Sundi Sundaresh said its core value is nailing down interoperability to give
storage managers the ability to choose between any switch, server or storage
provisions — before the flagship product even gets out of the gate.

This, he told internetnews.com, is unusual because most firms have a
product that they then try to make interoperable through API swaps or other
tinkering. But Candera, which does not yet have an official release date for
its controller, already has a program in place that knits multivendor
products together.

Sundaresh said Candera demonstrates interoperability and already
participates in other developer programs and API exchanges with major
vendors. Candera belongs to the Hitachi TrueNorth Developers Program, the
EMC Developers Program, and the Veritas Enabled Program.

Candera has already pumped money into a multi-million dollar
interoperability lab, too and its controller has been demonstrated at
Fortune 1000 beta customer sites. The company is also building interfaces on
existing and emerging industry standards such as the Storage Management
Initiative (SMI) (née Bluefin).

Sundaresh said customers have long been telling him that dealing with
multiple vendors whose products do not mesh is a pain, and that they wished
they could create one control point for storage, switches and servers from a
number of different vendors.

“There are other products that solve the problems in different ways,”
Sundaresh said. “Whether they’re switches or devices for hosting — they all
have pros and cons. The approach we’ve taken allows customers to get a much
more efficient use of capital and operations. The reality is that most
companies that make products say they will have interoperability, but they
don’t deliver on it.”

So it more along the lines of approach than actual product where Candera
will compete with other storage device makers such as Brocade or McData, —
on offering interoperability out of the box.

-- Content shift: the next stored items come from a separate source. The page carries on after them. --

//! azurerm-network - Azure network resources from the command line
//!
//! This is the main entry point for the azurerm-network CLI.

mod cli;

use anyhow::{Context, Result};
use azurerm_network::config::Config;
use azurerm_network::logging::init_logging;
use azurerm_network::service::service_from_config;
use cli::commands::CommandContext;
use cli::output::OutputFormatter;
use cli::{Cli, Commands};

#[tokio::main]
async fn main() {
    // Parse command line arguments; usage errors exit with 2
    let cli = Cli::parse_args();
    let output = OutputFormatter::new(!cli.no_color, cli.output, cli.verbosity());

    let exit_code = match run(&cli, &output).await {
        Ok(code) => code,
        Err(e) => {
            output.error(&format!("{:#}", e));
            1
        }
    };

    output.flush();
    std::process::exit(exit_code);
}

async fn run(cli: &Cli, output: &OutputFormatter) -> Result<i32> {
    if let Commands::Completions(args) = &cli.command {
        cli::completions::generate_completions(args.shell);
        return Ok(0);
    }

    let mut config =
        Config::load(cli.config.as_deref()).context("Failed to load configuration")?;
    if cli.mock {
        config.azure.mock = true;
    }
    if let Some(subscription) = &cli.subscription {
        config.azure.subscription_id = Some(subscription.clone());
    }

    if let Err(e) = init_logging(&config.logging, cli.verbosity()) {
        output.warning(&format!("Failed to initialize logging: {}", e));
    }

    if cli.verbosity() >= 2 {
        output.debug(&format!("azurerm-network v{}", azurerm_network::version()));
    }

    let service = service_from_config(&config)?;
    let ctx = CommandContext::new(config, output.clone(), service);
    if ctx.is_mock() {
        output.debug("Serving requests from the in-memory mock service");
    }

    match &cli.command {
        Commands::Nic(args) => args.execute(&ctx).await,
        Commands::SecurityRule(args) => args.execute(&ctx).await,
        Commands::ExpressRoute(args) => args.execute(&ctx).await,
        Commands::Module(args) => args.execute(&ctx).await,
        Commands::Completions(_) => Ok(0),
    }
}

The push for widespread interoperability would all be for naught without
partnerships. Sundaresh said Candera has forged pacts with more than a dozen
vendors of Fibre Channel switches, storage arrays, host bus adapters (HBAs),
and software. These partners include EMC, Hitachi Data Systems, HP, IBM,
Brocade, McDATA, Emulex, Veritas and Microsoft.

Sundaresh said interoperability “means much more than merely being able to
see other devices and pass Fibre Channel frames,” noting that customers need
near- perfect operation and characterization of third-party devices despite
multiple input/output failings.

As for the controller, the architecture is different, Sundaresh said. It
models the behaviors and topologies of heterogeneous SAN components and
relies on object-oriented techniques to lend support for third-party
products. The controller features an internal inference engine that uses
these object models to optimize interaction between Candera systems and
other devices.

The company designed interoperability into the Candera architecture by
implementing an open platform with standards-based APIs that facilitate
third party application integration. Sundaresh said his firm “aggressively
sought” APIs from leading vendors to augment its development efforts.